What you should do:
State how many lines in the records below include the word "valued". Give nothing but that number.

Records for processing:
//! Function bases for representing functional data
//!
//! This module defines the [`Basis`] trait, the contract every family of basis functions
//! satisfies, and [`AnyBasis`], a tagged union over the families provided by this crate.
//!
//! A basis is a finite ordered family of real-valued functions `φ₀, φ₁, …, φₙ₋₁` over a
//! [`DomainRange`]. A function `f` is represented by coefficients `cⱼ` such that:
//! ```math
//! f(t) = Σ (c_j * φ_j(t))
//! ```
//!
//! # Provided Bases
//! - [`ConstantBasis`]: The single function `1`.
//! - [`MonomialBasis`]: The powers `1, t, t², …, tⁿ⁻¹`. Its Gram matrix is computed in closed form.
//! - [`FourierBasis`]: Normalized sines and cosines of increasing frequency.
//! - [`BSplineBasis`]: Piecewise polynomials with compact support, built from breakpoints.
//!
//! # Products of Bases
//! [`Basis::basis_of_product`] answers "which basis can represent `f·g`, for `f` and `g` in
//! these two bases?". Each basis knows how to combine with its own kind; for any other kind
//! it hands the question to the other operand through [`Basis::rbasis_of_product`], and if
//! neither has a specific rule, [`default_basis_of_product`] builds a B-spline basis.
//!
//! # Rolling Your Own
//! To implement a custom basis:
//! 1. Implement `evaluate_unchecked` to fill the `(n_basis, n_points)` value matrix.
//! 2. Implement `derivative` to express the derivative of a coefficient matrix in some basis.
//! 3. Implement `gram_matrix`, in closed form if possible, or using [`crate::quadrature`].
//!
//! Custom bases cannot take part in [`AnyBasis`], so `basis_of_product` for them should
//! return one of the provided families.
use nalgebra::DMatrix;

use crate::{
    domain::{DomainRange, Extrapolation},
    error::Result,
    value::Value,
};

pub(crate) mod constant;
pub use constant::ConstantBasis;

pub(crate) mod monomial;
pub use monomial::MonomialBasis;

pub(crate) mod fourier;
pub use fourier::FourierBasis;

pub(crate) mod bspline;
pub use bspline::BSplineBasis;

mod any;
pub use any::AnyBasis;

/// A trait representing a finite basis of real-valued functions.
///
/// Bases are immutable values: operations that would change the domain or the number of
/// functions return a new basis. This makes them safe to share between threads and between
/// any number of coefficient sets.
///
/// # Type Parameters
/// - `T`: The numeric type used for coefficients and evaluation (e.g., `f64`).
pub trait Basis<T: Value = f64>:
    Sized + Clone + PartialEq + std::fmt::Debug + Send + Sync + Into<AnyBasis<T>>
{
    /// The basis the derivative of a represented function is expressed in.
    ///
    /// This allows the derivative to live in a different, usually smaller, basis.
    type Derivative: Basis<T>;

    /// The domain the basis functions are defined over.
    fn domain_range(&self) -> &DomainRange<T>;

    /// Number of functions in the basis. Always at least 1.
    fn n_basis(&self) -> usize;

    /// Evaluates every basis function (or its `derivative`-th derivative) at every point,
    /// without checking the points against the domain.
    ///
    /// Returns a matrix of shape `(n_basis, points.len())`; row `j` holds `φⱼ⁽ᵈ⁾` at each point.
    fn evaluate_unchecked(&self, points: &[T], derivative: usize) -> DMatrix<T>;

    /// Evaluates every basis function (or its `derivative`-th derivative) at every point.
    ///
    /// Returns a matrix of shape `(n_basis, points.len())`.
    ///
    /// # Errors
    /// Returns [`crate::error::Error::OutOfDomain`] if any point is outside the domain.
    fn evaluate(&self, points: &[T], derivative: usize) -> Result<DMatrix<T>> {
        self.evaluate_with(points, derivative, Extrapolation::Reject)
    }

    /// Same as [`Basis::evaluate`], with an explicit [`Extrapolation`] policy.
    ///
    /// # Errors
    /// Returns an error if `extrapolation` is [`Extrapolation::Reject`] and a point is outside the domain.
    fn evaluate_with(
        &self,
        points: &[T],
        derivative: usize,
        extrapolation: Extrapolation,
    ) -> Result<DMatrix<T>> {
        if extrapolation == Extrapolation::Reject {
            self.domain_range().check_points(points)?;
        }

        Ok(self.evaluate_unchecked(points, derivative))
    }

    /// Differentiates the functions represented by `coefficients`.
    ///
    /// `coefficients` has shape `(n_functions, n_basis)`, one row per function. Returns the
    /// basis the derivative is expressed in, and the derivative's coefficients against it.
    ///
    /// Evaluating the returned pair gives the same values as evaluating this basis with
    /// `derivative = order`.
    ///
    /// # Errors
    /// Returns an error if `coefficients` does not have `n_basis` columns.
    fn derivative(
        &self,
        coefficients: &DMatrix<T>,
        order: usize,
    ) -> Result<(Self::Derivative, DMatrix<T>)>;

    /// Returns the Gram matrix `G[i, j] = ∫ φᵢ(t)·φⱼ(t) dt` over the domain.
    ///
    /// The matrix is `(n_basis, n_basis)`, symmetric and positive semi-definite.
    fn gram_matrix(&self) -> DMatrix<T>;

    /// Returns a basis able to represent the pointwise product of any function in the span
    /// of `self` with any function in the span of `other`.
    ///
    /// # Errors
    /// Returns [`crate::error::Error::IncompatibleDomain`] if the domains differ.
    fn basis_of_product(&self, other: &AnyBasis<T>) -> Result<AnyBasis<T>>;

    /// Reverse half of [`Basis::basis_of_product`].
    ///
    /// Called by another basis that has no rule for combining with `self`. The domains have
    /// already been checked.
    ///
    /// # Errors
    /// Returns an error if the resulting basis cannot be constructed.
    fn rbasis_of_product(&self, other: &AnyBasis<T>) -> Result<AnyBasis<T>>;

    /// Returns a copy of this basis defined over another domain.
    ///
    /// # Errors
    /// Returns an error if the domain is not valid for this basis.
    fn with_domain_range(&self, domain_range: DomainRange<T>) -> Result<Self>;

    /// Returns true if both bases are defined over the same domain, within tolerance.
    fn same_domain<B: Basis<T>>(&self, other: &B) -> bool {
        self.domain_range().same_domain(other.domain_range())
    }

    /// Checks that `coefficients` has one column per basis function.
    ///
    /// # Errors
    /// Returns [`crate::error::Error::CoefficientShape`] otherwise.
    fn check_coefficients(&self, coefficients: &DMatrix<T>) -> Result<()> {
        if coefficients.ncols() == self.n_basis() {
            Ok(())
        } else {
            Err(crate::error::Error::CoefficientShape {
                expected: self.n_basis(),
                found: coefficients.ncols(),
            })
        }
    }
}

/// Resolves the product basis of two bases of any kind.
///
/// Convenience wrapper around [`Basis::basis_of_product`] for concrete types.
///
/// # Errors
/// Returns [`crate::error::Error::IncompatibleDomain`] if the domains differ.
///
/// # Example
/// ```rust
/// use fdbasis::basis::{basis_of_product, AnyBasis, Basis, MonomialBasis};
/// use fdbasis::DomainRange;
///
/// let domain = DomainRange::<f64>::new(0.0, 1.0).unwrap();
/// let a = MonomialBasis::new(domain.clone(), 2).unwrap();
/// let b = MonomialBasis::new(domain, 3).unwrap();
///
/// let product = basis_of_product(&a, &b).unwrap();
/// assert!(matches!(product, AnyBasis::Monomial(ref m) if m.n_basis() == 5));
/// ```
pub fn basis_of_product<A: Basis<T>, B: Basis<T>, T: Value>(
    lhs: &A,
    rhs: &B,
) -> Result<AnyBasis<T>> {
    lhs.basis_of_product(&rhs.clone().into())
}

/// The generic product rule, used when neither operand has a specific rule for the other.
///
/// Produces a B-spline basis of order `min(8, n₁ + n₂)` with `max(n₁ + n₂, order + 1)`
/// functions and uniform breakpoints.
///
/// # Errors
/// Returns an error if the domains differ, or are not one-dimensional.
pub fn default_basis_of_product<T: Value>(
    one: &AnyBasis<T>,
    other: &AnyBasis<T>,
) -> Result<AnyBasis<T>> {
    one.domain_range().ensure_same(other.domain_range())?;

    let total = one.n_basis() + other.n_basis();
    let order = total.min(8);
    let n_basis = total.max(order + 1);

    tracing::debug!(
        lhs = one.kind(),
        rhs = other.kind(),
        n_basis,
        order,
        "no specific product rule, using a B-spline basis"
    );
    Ok(BSplineBasis::new(one.domain_range().clone(), n_basis, order)?.into())
}
use nalgebra::{DMatrix, SVD};

use crate::{
    basis::Basis,
    domain::DomainRange,
    error::{Error, Result},
    value::Value,
    BasisExpansion,
};

/// A set of functions known by their values on a shared grid of sample points.
///
/// This is the discretized counterpart of [`BasisExpansion`]: row `i` of the data matrix holds
/// the values of function `i` at each sample point.
///
/// # Example
/// ```rust
/// use fdbasis::{basis::MonomialBasis, nalgebra::DMatrix, DomainRange, SampledFunctions};
///
/// let domain = DomainRange::<f64>::new(0.0, 2.0).unwrap();
/// let points = vec![0.0, 0.5, 1.0, 1.5, 2.0];
///
/// // f(t) = 3 - t
/// let data = DMatrix::from_row_slice(1, 5, &[3.0, 2.5, 2.0, 1.5, 1.0]);
/// let samples = SampledFunctions::new(points, data, domain.clone()).unwrap();
///
/// let basis = MonomialBasis::new(domain, 2).unwrap();
/// let functions = samples.to_basis(basis).unwrap();
/// assert!((functions.coefficients()[(0, 0)] - 3.0).abs() < 1e-12);
/// assert!((functions.coefficients()[(0, 1)] + 1.0).abs() < 1e-12);
/// ```
#[derive(Debug, Clone, PartialEq)]
pub struct SampledFunctions<T: Value = f64> {
    points: Vec<T>,
    data: DMatrix<T>,
    domain_range: DomainRange<T>,
}
impl<T: Value> SampledFunctions<T> {
    /// Creates sampled functions from sample points and a data matrix of shape
    /// `(n_samples, points.len())`.
    ///
    /// # Errors
    /// Returns an error if there are no points, the points are not strictly increasing or lie
    /// outside the domain, or the data does not have one column per point.
    pub fn new(points: Vec<T>, data: DMatrix<T>, domain_range: DomainRange<T>) -> Result<Self> {
        if points.is_empty() {
            return Err(Error::NoData);
        }

        if data.ncols() != points.len() {
            return Err(Error::SampleShape {
                expected: points.len(),
                found: data.ncols(),
            });
        }

        if points.windows(2).any(|w| w[0] >= w[1] || w[0].is_nan()) {
            return Err(Error::UnsortedSamplePoints);
        }

        domain_range.check_points(&points)?;
        Ok(Self {
            points,
            data,
            domain_range,
        })
    }

    /// Builds sampled functions from ragged `(args, values)` records.
    ///
    /// The sample points are the sorted union of every record's arguments, and the domain spans
    /// the smallest to the largest of them. A record with no value at some sample point gets a 0
    /// there.
    ///
    /// # Errors
    /// Returns an error if there are no records, a record has a different number of arguments
    /// and values, or all arguments are equal (the domain would be empty).
    ///
    /// # Example
    /// ```rust
    /// use fdbasis::SampledFunctions;
    ///
    /// let records = [
    ///     (vec![1.0, 2.0, 3.0], vec![10.0, 20.0, 30.0]),
    ///     (vec![2.0, 4.0], vec![5.0, 7.0]),
    /// ];
    /// let samples = SampledFunctions::from_records(&records).unwrap();
    /// assert_eq!(samples.points(), &[1.0, 2.0, 3.0, 4.0]);
    /// assert_eq!(samples.data().row(1).iter().copied().collect::<Vec<_>>(), vec![0.0, 5.0, 0.0, 7.0]);
    /// ```
    pub fn from_records<A: AsRef<[T]>, V: AsRef<[T]>>(records: &[(A, V)]) -> Result<Self> {
        if records.is_empty() {
            return Err(Error::NoData);
        }

        let mut points = Vec::new();
        for (args, values) in records {
            let (args, values) = (args.as_ref(), values.as_ref());
            if args.len() != values.len() {
                return Err(Error::SampleShape {
                    expected: args.len(),
                    found: values.len(),
                });
            }

            if args.iter().any(|a| !num_traits::float::FloatCore::is_finite(*a)) {
                return Err(Error::InvalidParameter("sample points must be finite"));
            }

            points.extend_from_slice(args);
        }

        points.sort_by(|a, b| a.partial_cmp(b).unwrap_or(std::cmp::Ordering::Equal));
        points.dedup();
        let (Some(&start), Some(&end)) = (points.first(), points.last()) else {
            return Err(Error::NoData);
        };

        let mut data = DMatrix::zeros(records.len(), points.len());
        for (row, (args, values)) in records.iter().enumerate() {
            for (arg, value) in args.as_ref().iter().zip(values.as_ref()) {
                // Every argument is in the union, so the search always succeeds
                if let Ok(col) = points.binary_search_by(|p| {
                    p.partial_cmp(arg).unwrap_or(std::cmp::Ordering::Equal)
                }) {
                    data[(row, col)] = *value;
                }
            }
        }

        tracing::debug!(
            records = records.len(),
            points = points.len(),
            "merged ragged records onto a shared grid"
        );
        Self::new(points, data, DomainRange::new(start, end)?)
    }

    /// The sample points, strictly increasing.
    #[must_use]
    pub fn points(&self) -> &[T] {
        &self.points
    }

    /// The data matrix, one row per function and one column per sample point.
    #[must_use]
    pub fn data(&self) -> &DMatrix<T> {
        &self.data
    }

    /// The domain the functions are defined over.
    #[must_use]
    pub fn domain_range(&self) -> &DomainRange<T> {
        &self.domain_range
    }

    /// Number of functions.
    #[must_use]
    pub fn n_samples(&self) -> usize {
        self.data.nrows()
    }

    /// Number of sample points.
    #[must_use]
    pub fn n_points(&self) -> usize {
        self.points.len()
    }

    /// Projects the functions onto a basis, by least squares on the sample points.
    ///
    /// Finds the coefficients `C` minimizing `‖C Φ - Y‖`, with `Φ` the basis evaluated at the
    /// sample points and `Y` the data, using the SVD of `Φᵀ`.
    ///
    /// # Errors
    /// Returns an error if the sample points lie outside the domain of the basis, there are
    /// fewer sample points than basis functions, or the system cannot be solved.
    pub fn to_basis<B: Basis<T>>(&self, basis: B) -> Result<BasisExpansion<B, T>> {
        let n_basis = basis.n_basis();
        if self.points.len() < n_basis {
            return Err(Error::Underdetermined {
                points: self.points.len(),
                n_basis,
            });
        }

        let design = basis.evaluate(&self.points, 0)?.transpose();
        let coefficients = Self::solve_least_squares(design, &self.data.transpose())?;

        tracing::debug!(
            n_samples = self.n_samples(),
            n_points = self.n_points(),
            n_basis,
            "projected samples onto basis"
        );
        BasisExpansion::new(basis, coefficients.transpose())
    }

    /// Solves `A X = B` in the least squares sense using SVD.
    fn solve_least_squares(a: DMatrix<T>, b: &DMatrix<T>) -> Result<DMatrix<T>> {
        let size = a.shape();

        // Calculate the singular value decomposition of the matrix
        let decomp = SVD::new_unordered(a, true, true);

        // Calculate epsilon value
        // ~= machine_epsilon * max(size) * max_singular
        let machine_epsilon = T::epsilon();
        let max_size = size.0.max(size.1);
        let sigma_max = decomp.singular_values.max();
        let epsilon = machine_epsilon * T::try_cast(max_size)? * sigma_max;

        let x = decomp.solve(b, epsilon).map_err(Error::Algebra)?;
        if x.iter().any(|c| c.is_nan()) {
            return Err(Error::Algebra("NaN in coefficients"));
        }

        Ok(x)
    }
}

Output for this exercise:
2